Achieving your fitness goals begins with a well-structured workout routine. As a certified personal trainer, my clients often ask, “How many exercises per workout do you need to be effective?”
It’s a vital question because the correct number of exercises can make or break your fitness journey.
It is usually followed right behind with, “How many reps per workout do you need to grow muscle?”
In this comprehensive guide, we will delve into the factors that influence the ideal number of exercises per workout session when it comes to strength training.
Whether you’re starting your journey, an intermediate enthusiast looking to level up, or an advanced athlete striving for peak performance, the number of exercises you incorporate can significantly impact your results.
Factors influencing the number of exercises
Your fitness goals, like getting stronger muscles, losing weight, or having more endurance, decide what exercises you should do.
To gain muscle mass, you’ll focus on exercises that make your muscles work hard, like lifting weights.
For weight loss, it’s about burning calories, so activities that get your heart pumping, like running or dancing, are great.
If endurance is your goal, choose exercises that improve your stamina, such as biking or swimming.
Remember, your goals shape your workout plan. So, know what you want, and pick exercises that match your goal.
Exercise needs can vary for beginners, intermediate, and advanced fitness levels:
- If you’re new to working out, starting with simple exercises is important.

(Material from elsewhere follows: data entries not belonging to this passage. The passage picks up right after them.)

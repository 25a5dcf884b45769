//! State Machine (§4.6): applies state transitions to geometry, and
//! propagates fullscreen-occludes-attached-siblings behaviour.
//!
//! Grounded on `window_mechanics::manager::WindowManager::set_window_state`,
//! which looks the window up, validates the transition, mutates geometry,
//! and logs the before/after state at `info!` level.

use tracing::{info, warn};

use crate::error::EngineError;
use crate::geometry::{Displacement, Global, Point, Rectangle, Size};
use crate::ids::SurfaceId;
use crate::output_registry::OutputRegistry;
use crate::surface_store::{Edges, SurfaceInfoStore, SurfaceState};

/// Applies `new_state` to `surface`, following the transition table in
/// §4.6. Returns the new rectangle, or an error if the transition is
/// illegal for this surface (a no-op per §7: state and geometry are
/// unchanged).
pub fn set_state(
    store: &mut SurfaceInfoStore,
    registry: &OutputRegistry,
    surface: SurfaceId,
    new_state: SurfaceState,
) -> Result<Rectangle<Global>, EngineError> {
    let (old_state, old_rect, output_id) = {
        let info = store
            .info_for(surface)
            .ok_or_else(|| EngineError::InvalidHandle(surface.to_string()))?;
        (info.state, info.rect(), info.output_id)
    };

    if old_state == new_state {
        return Ok(old_rect);
    }

    let zone = output_id
        .and_then(|o| registry.zone_of_output(o))
        .or_else(|| registry.zone_containing(old_rect.top_left));

    let new_rect = match new_state {
        SurfaceState::Restored => {
            let info = store.info_for(surface).unwrap();
            info.restore_rect
        }
        SurfaceState::Maximised => zone.as_ref().map(|z| z.extent).unwrap_or(old_rect),
        SurfaceState::VertMaximised => {
            let z = zone.as_ref().map(|z| z.extent).unwrap_or(old_rect);
            Rectangle::new(
                Point::new(old_rect.top_left.x, z.top()),
                crate::geometry::Size::new(old_rect.size.width, z.size.height),
            )
        }
        SurfaceState::HorizMaximised => {
            let z = zone.as_ref().map(|z| z.extent).unwrap_or(old_rect);
            Rectangle::new(
                Point::new(z.left(), old_rect.top_left.y),
                crate::geometry::Size::new(z.size.width, old_rect.size.height),
            )
        }
        SurfaceState::Fullscreen => zone.as_ref().map(|z| z.extent).unwrap_or(old_rect),
        SurfaceState::Minimised | SurfaceState::Hidden => old_rect,
        SurfaceState::Attached => {
            let edges = store.info_for(surface).unwrap().attached_edges;
            zone.as_ref()
                .map(|z| attached_rect(z.extent, edges, old_rect.size))
                .unwrap_or(old_rect)
        }
    };

    {
        let info = store.info_for_mut(surface).unwrap();
        if old_state == SurfaceState::Restored {
            info.restore_rect = old_rect;
        }
        if new_state != SurfaceState::Fullscreen {
            info.output_id = None;
        } else if let Some(z) = &zone {
            info.output_id = z.outputs.first().copied();
        }
        info.top_left = new_rect.top_left;
        info.size = new_rect.size;
        info.state = new_state;
    }

    info!("surface {} transitioned {:?} -> {:?}", surface, old_state, new_state);

    if new_state == SurfaceState::Fullscreen {
        occlude_attached_siblings(store, registry, surface);
    } else if old_state == SurfaceState::Fullscreen {
        unocclude_attached_siblings(store, registry, surface);
    }

    Ok(new_rect)
}

/// Derives an attached surface's rectangle from its `attached_edges` and the
/// owning zone's extent (§4.6). A surface pinned to one edge of an axis
/// keeps its own extent along that axis but spans the zone fully along the
/// perpendicular axis, unless it is also pinned there; a surface pinned to
/// both edges of an axis spans that axis fully.
fn attached_rect(zone_extent: Rectangle<Global>, edges: Edges, current_size: Size<Global>) -> Rectangle<Global> {
    let (left, width) = if edges.contains(Edges::WEST) && edges.contains(Edges::EAST) {
        (zone_extent.left(), zone_extent.size.width)
    } else if edges.contains(Edges::WEST) {
        (zone_extent.left(), current_size.width)
    } else if edges.contains(Edges::EAST) {
        (zone_extent.right() - current_size.width, current_size.width)
    } else {
        // No horizontal edge: a purely vertical attachment spans the zone's
        // full width, as a top/bottom panel does.
        (zone_extent.left(), zone_extent.size.width)
    };

    let (top, height) = if edges.contains(Edges::NORTH) && edges.contains(Edges::SOUTH) {
        (zone_extent.top(), zone_extent.size.height)
    } else if edges.contains(Edges::NORTH) {
        (zone_extent.top(), current_size.height)
    } else if edges.contains(Edges::SOUTH) {
        (zone_extent.bottom() - current_size.height, current_size.height)
    } else {
        // No vertical edge: a purely horizontal attachment spans the zone's
        // full height, as a side dock does.
        (zone_extent.top(), zone_extent.size.height)
    };

    Rectangle::new(Point::new(left, top), Size::new(width, height))
}

/// When `fullscreen_surface` enters fullscreen, every `Attached` surface on
/// the same output is pushed to `Hidden`, remembering its prior state.
fn occlude_attached_siblings(store: &mut SurfaceInfoStore, registry: &OutputRegistry, fullscreen_surface: SurfaceId) {
    let Some(fs_info) = store.info_for(fullscreen_surface) else { return };
    let Some(zone) = registry.zone_containing(fs_info.top_left) else { return };

    let to_hide: Vec<SurfaceId> = store
        .iter()
        .filter(|s| s.state == SurfaceState::Attached && zone.extent.overlaps(&s.rect()))
        .map(|s| s.id)
        .collect();

    for id in to_hide {
        if let Some(info) = store.info_for_mut(id) {
            info.pre_fullscreen_hide_state = Some(info.state);
            info.state = SurfaceState::Hidden;
        }
    }
}

/// When the active fullscreen surface on an output leaves fullscreen,
/// previously hidden attached surfaces there return to `Attached`.
fn unocclude_attached_siblings(store: &mut SurfaceInfoStore, registry: &OutputRegistry, surface: SurfaceId) {
    let Some(info) = store.info_for(surface) else { return };
    let Some(zone) = registry.zone_containing(info.top_left) else { return };

    let to_restore: Vec<SurfaceId> = store
        .iter()
        .filter(|s| s.pre_fullscreen_hide_state.is_some() && zone.extent.overlaps(&s.rect()))
        .map(|s| s.id)
        .collect();

    for id in to_restore {
        if let Some(info) = store.info_for_mut(id) {
            if let Some(prev) = info.pre_fullscreen_hide_state.take() {
                info.state = prev;
            }
        }
    }
}

/// Subtree motion (§4.6): displaces `surface` and every descendant by `d`,
/// with no independent child layout recomputation.
pub fn move_subtree(store: &mut SurfaceInfoStore, surface: SurfaceId, d: Displacement<Global>) {
    let mut stack = vec![surface];
    while let Some(id) = stack.pop() {
        let children = match store.info_for_mut(id) {
            Some(info) => {
                info.top_left = info.top_left + d;
                info.children.clone()
            }
            None => {
                warn!("move_subtree: surface {} disappeared mid-walk", id);
                continue;
            }
        };
        stack.extend(children);
    }
}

- You’ll want to build a strong foundation, so basic moves like push-ups, squats, and walking are good.
- Too many complex exercises might be overwhelming and increase the risk of injury.
- Focus on learning proper form and gradually increasing intensity.
- After gaining some experience, you can add more variety to your workouts.
- Incorporate new exercises and increase the challenge.
- This might mean adding weights or trying more advanced bodyweight exercises.
- You should still prioritize good form to prevent injury.
- Advanced trainees have been working out for a while and can handle more intense workouts.
- You might use advanced techniques like supersets, plyometrics, or high-intensity interval training (HIIT).
- Your body adapts to exercises faster, so it’s important to keep changing your routine to keep progressing.
- However, don’t forget about safety – even advanced exercisers need to use proper form.
Your available time
If you are short on time, you may need to focus on fewer exercises. But even if you only have 30 minutes, you can still get a good workout in. You can do more intense exercises or focus on compound exercises that work multiple muscle groups at once.
The type of workout you are doing
If you are doing a full-body workout, you will need to do more exercises than if you are doing a workout that focuses on one muscle group.
For example, a full-body workout might include 6-8 exercises, while a leg workout might only include 3-4 exercises.
How many exercises per workout should I do?
The ideal number of exercises per workout session is 3-4 different exercises.
Using three to four exercises will allow you to get a good training session, but it depends on your preferences and the type of movements you are doing.
Choose the right three or four exercises. You can get that ideal balance of 80:20 compound vs. isolation exercises, at least 15 total repetitions of each, and every muscle group being worked at least twice per week.
Selecting your exercises appropriately and training them with sufficient volume and intensity will be enough to make great progress.
Does it change per muscle group?
Should you do more exercises if you are working major muscle groups? Or does it not matter regardless if it’s leg day and doing squats vs your arms and bicep curls?
If you are doing compound lifts involving different muscle groups, it might be good to do fewer exercises depending on your ability.
You should consider:
- One to two primary compound exercises per workout (examples include squats, deadlifts, bench press, pull up and chest press)
- Two to three secondary exercises per workout (lunges, step-ups, bicep curls and tricep extensions)
How many reps do you need to grow muscle?
The number of reps you can complete depends on the muscle, exercise, difficulty level and goals. Regardless, prioritize rep quality and form.
The suggested repetition sets standard practice. If you want:
- Stabilization and muscular endurance: 12-20 reps
- Muscle hypertrophy: 6-12 reps
- Maximum strength: 1-5 reps
The guidelines for physical activity for adults set forth by the Centers for Disease Control and Prevention is to accumulate either 150 minutes of moderate-intensity aerobic exercise or 75 minutes of vigorous-intensity cardio exercises per week plus at least two full body strength training workouts.
This 2021 study by Brad J. Schoenfeld published in the Journal of Sports looked at the 1-5 rep range, 6-15, 15+ found very similar muscular development and growth. It didn’t matter the amount of reps.
Every exercise doesn’t have to be the same amount of repetition. Some exercises and goals will require fewer repetitions.
What will boost your workout is the intensity of your lift and the amount (weight) of lift.